[Start of section]

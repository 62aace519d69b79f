//! Account management handlers.

use axum::Json;
use axum::extract::{Query, State};
use axum::http::StatusCode;
use tessera_store::model::AccountRecord;
use tessera_store::{Collection, FileStore};
use uuid::Uuid;

use super::request::{AccountQuery, CreateAccount, UpdateAccount};
use super::response::{Account, Empty};
use crate::extract::{LenientJson, TokenHeader};
use crate::handler::{Error, ErrorKind, Result};
use crate::service::auth::{PasswordHasher, TokenAuthenticator};

/// Tracing target for account operations.
const TRACING_TARGET: &str = "tessera_server::handler::accounts";

/// Creates a new account.
///
/// The user name doubles as the storage key, so uniqueness falls out of
/// the create-exclusive write.
#[tracing::instrument(skip_all)]
pub async fn create_account(
    State(store): State<FileStore>,
    State(password_hasher): State<PasswordHasher>,
    LenientJson(request): LenientJson<CreateAccount>,
) -> Result<(StatusCode, Json<Empty>)> {
    let request = request.validate().map_err(super::invalid_fields)?;

    let record = AccountRecord {
        account_id: Uuid::new_v4(),
        user_name: request.user_name.clone(),
        email_address: request.email_address,
        first_name: request.first_name,
        last_name: request.last_name,
        street_address: request.street_address,
        password_hash: password_hasher.hash_password(&request.password),
        tos_agreement: true,
    };

    store
        .create(Collection::Users, &request.user_name, &record)
        .await
        .map_err(|err| {
            if err.is_already_exists() {
                ErrorKind::Conflict
                    .with_message("A user with that username already exists")
                    .with_resource("account")
            } else {
                Error::from(err)
            }
        })?;

    tracing::info!(
        target: TRACING_TARGET,
        user_name = %request.user_name,
        "account created"
    );

    Ok((StatusCode::OK, Json(Empty::default())))
}

/// Returns the account selected by `userName`, minus internal fields.
#[tracing::instrument(skip_all)]
pub async fn get_account(
    State(store): State<FileStore>,
    State(authenticator): State<TokenAuthenticator>,
    TokenHeader(token): TokenHeader,
    Query(query): Query<AccountQuery>,
) -> Result<(StatusCode, Json<Account>)> {
    let Some(user_name) = query.user_name() else {
        return Err(ErrorKind::BadRequest.with_resource("userName"));
    };

    authorize(&authenticator, token, &user_name).await?;

    let record: AccountRecord = store
        .read(Collection::Users, &user_name)
        .await
        .map_err(|err| {
            if err.is_not_found() {
                ErrorKind::NotFound
                    .with_message("Could not find the specified user")
                    .with_resource("account")
            } else {
                Error::from(err)
            }
        })?;

    Ok((StatusCode::OK, Json(Account::from_record(record))))
}

/// Applies a partial update to an existing account.
///
/// An unknown account reads back as 400 here, not 404; the lookup also
/// deliberately precedes token verification. Both quirks are part of
/// the public contract.
#[tracing::instrument(skip_all)]
pub async fn update_account(
    State(store): State<FileStore>,
    State(authenticator): State<TokenAuthenticator>,
    State(password_hasher): State<PasswordHasher>,
    TokenHeader(token): TokenHeader,
    LenientJson(request): LenientJson<UpdateAccount>,
) -> Result<(StatusCode, Json<Empty>)> {
    let request = request.validate().map_err(super::invalid_fields)?;

    let mut record: AccountRecord = store
        .read(Collection::Users, &request.user_name)
        .await
        .map_err(|err| {
            if err.is_not_found() {
                ErrorKind::BadRequest
                    .with_message("Could not find the specified user")
                    .with_resource("account")
            } else {
                Error::from(err)
            }
        })?;

    authorize(&authenticator, token, &request.user_name).await?;

    if let Some(email_address) = request.email_address {
        record.email_address = email_address;
    }
    if let Some(first_name) = request.first_name {
        record.first_name = first_name;
    }
    if let Some(last_name) = request.last_name {
        record.last_name = last_name;
    }
    if let Some(street_address) = request.street_address {
        record.street_address = street_address;
    }
    if let Some(password) = request.password {
        record.password_hash = password_hasher.hash_password(&password);
    }

    store
        .update(Collection::Users, &request.user_name, &record)
        .await?;

    tracing::info!(
        target: TRACING_TARGET,
        user_name = %request.user_name,
        "account updated"
    );

    Ok((StatusCode::OK, Json(Empty::default())))
}

/// Deletes the account selected by `userName`.
///
/// Outstanding tokens are left in place; they expire on their own.
#[tracing::instrument(skip_all)]
pub async fn delete_account(
    State(store): State<FileStore>,
    State(authenticator): State<TokenAuthenticator>,
    TokenHeader(token): TokenHeader,
    Query(query): Query<AccountQuery>,
) -> Result<(StatusCode, Json<Empty>)> {
    let Some(user_name) = query.user_name() else {
        return Err(ErrorKind::BadRequest.with_resource("userName"));
    };

    authorize(&authenticator, token, &user_name).await?;

    store
        .delete(Collection::Users, &user_name)
        .await
        .map_err(|err| {
            if err.is_not_found() {
                ErrorKind::NotFound
                    .with_message("Could not find the specified user")
                    .with_resource("account")
            } else {
                Error::from(err)
            }
        })?;

    tracing::info!(target: TRACING_TARGET, user_name = %user_name, "account deleted");

    Ok((StatusCode::OK, Json(Empty::default())))
}

/// Requires an unexpired token matching the addressed user.
async fn authorize(
    authenticator: &TokenAuthenticator,
    token: Option<String>,
    user_name: &str,
) -> Result<()> {
    let Some(token) = token else {
        return Err(ErrorKind::Forbidden.into_error());
    };

    if authenticator.verify(&token, user_name).await {
        Ok(())
    } else {
        Err(ErrorKind::Forbidden.into_error())
    }
}

#[cfg(test)]
mod tests {
    use serde_json::{Value, json};

    use crate::handler::test::{login, signup, signup_payload, test_server};

    #[tokio::test]
    async fn signup_then_sanitized_read() {
        let (server, _dir) = test_server().await;
        signup(&server, "alice").await;
        let token = login(&server, "alice").await;

        let response = server
            .get("/users")
            .add_query_param("userName", "alice")
            .add_header("token", &token)
            .await;
        response.assert_status_ok();

        let body: Value = response.json();
        assert_eq!(body["userName"], "alice");
        assert_eq!(body["tosAgreement"], true);
        assert!(body.get("passwordHash").is_none());
        assert!(body.get("accountId").is_none());
    }

    #[tokio::test]
    async fn duplicate_signup_is_rejected() {
        let (server, _dir) = test_server().await;
        signup(&server, "alice").await;

        let response = server.post("/users").json(&signup_payload("alice")).await;
        response.assert_status_bad_request();

        let body: Value = response.json();
        assert_eq!(body["name"], "conflict");
    }

    #[tokio::test]
    async fn signup_requires_tos_agreement() {
        let (server, _dir) = test_server().await;

        let mut payload = signup_payload("alice");
        payload["tosAgreement"] = json!(false);
        let response = server.post("/users").json(&payload).await;
        response.assert_status_bad_request();
    }

    #[tokio::test]
    async fn read_requires_matching_token() {
        let (server, _dir) = test_server().await;
        signup(&server, "alice").await;
        signup(&server, "bob").await;
        let token = login(&server, "alice").await;

        // No token at all.
        let response = server
            .get("/users")
            .add_query_param("userName", "alice")
            .await;
        response.assert_status_forbidden();

        // Someone else's token.
        let response = server
            .get("/users")
            .add_query_param("userName", "bob")
            .add_header("token", &token)
            .await;
        response.assert_status_forbidden();
    }

    #[tokio::test]
    async fn read_requires_user_name_query() {
        let (server, _dir) = test_server().await;
        signup(&server, "alice").await;
        let token = login(&server, "alice").await;

        let response = server.get("/users").add_header("token", &token).await;
        response.assert_status_bad_request();
    }

    #[tokio::test]
    async fn update_applies_only_supplied_fields() {
        let (server, _dir) = test_server().await;
        signup(&server, "alice").await;
        let token = login(&server, "alice").await;

        let response = server
            .put("/users")
            .add_header("token", &token)
            .json(&json!({ "userName": "alice", "firstName": "Alicia" }))
            .await;
        response.assert_status_ok();

        let response = server
            .get("/users")
            .add_query_param("userName", "alice")
            .add_header("token", &token)
            .await;
        let body: Value = response.json();
        assert_eq!(body["firstName"], "Alicia");
        assert_eq!(body["lastName"], "Smith");
    }

    #[tokio::test]
    async fn update_of_unknown_account_is_bad_request() {
        let (server, _dir) = test_server().await;

        let response = server
            .put("/users")
            .json(&json!({ "userName": "nobody", "firstName": "No" }))
            .await;
        response.assert_status_bad_request();
    }

    #[tokio::test]
    async fn update_requires_a_mutable_field() {
        let (server, _dir) = test_server().await;
        signup(&server, "alice").await;
        let token = login(&server, "alice").await;

        let response = server
            .put("/users")
            .add_header("token", &token)
            .json(&json!({ "userName": "alice" }))
            .await;
        response.assert_status_bad_request();
    }

    #[tokio::test]
    async fn delete_leaves_tokens_in_place() {
        let (server, _dir) = test_server().await;
        signup(&server, "alice").await;
        let token = login(&server, "alice").await;

        let response = server
            .delete("/users")
            .add_query_param("userName", "alice")
            .add_header("token", &token)
            .await;
        response.assert_status_ok();

        // The token still verifies, so a second delete reaches storage
        // and reports the record as gone.
        let response = server
            .delete("/users")
            .add_query_param("userName", "alice")
            .add_header("token", &token)
            .await;
        response.assert_status_not_found();

        let response = server
            .get("/users")
            .add_query_param("userName", "alice")
            .add_header("token", &token)
            .await;
        response.assert_status_not_found();
    }
}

[End of section]

Problem description →
Write out each line above with the word "crate".

Final answer →
use crate::extract::{LenientJson, TokenHeader};
use crate::handler::{Error, ErrorKind, Result};
use crate::service::auth::{PasswordHasher, TokenAuthenticator};
    use crate::handler::test::{login, signup, signup_payload, test_server};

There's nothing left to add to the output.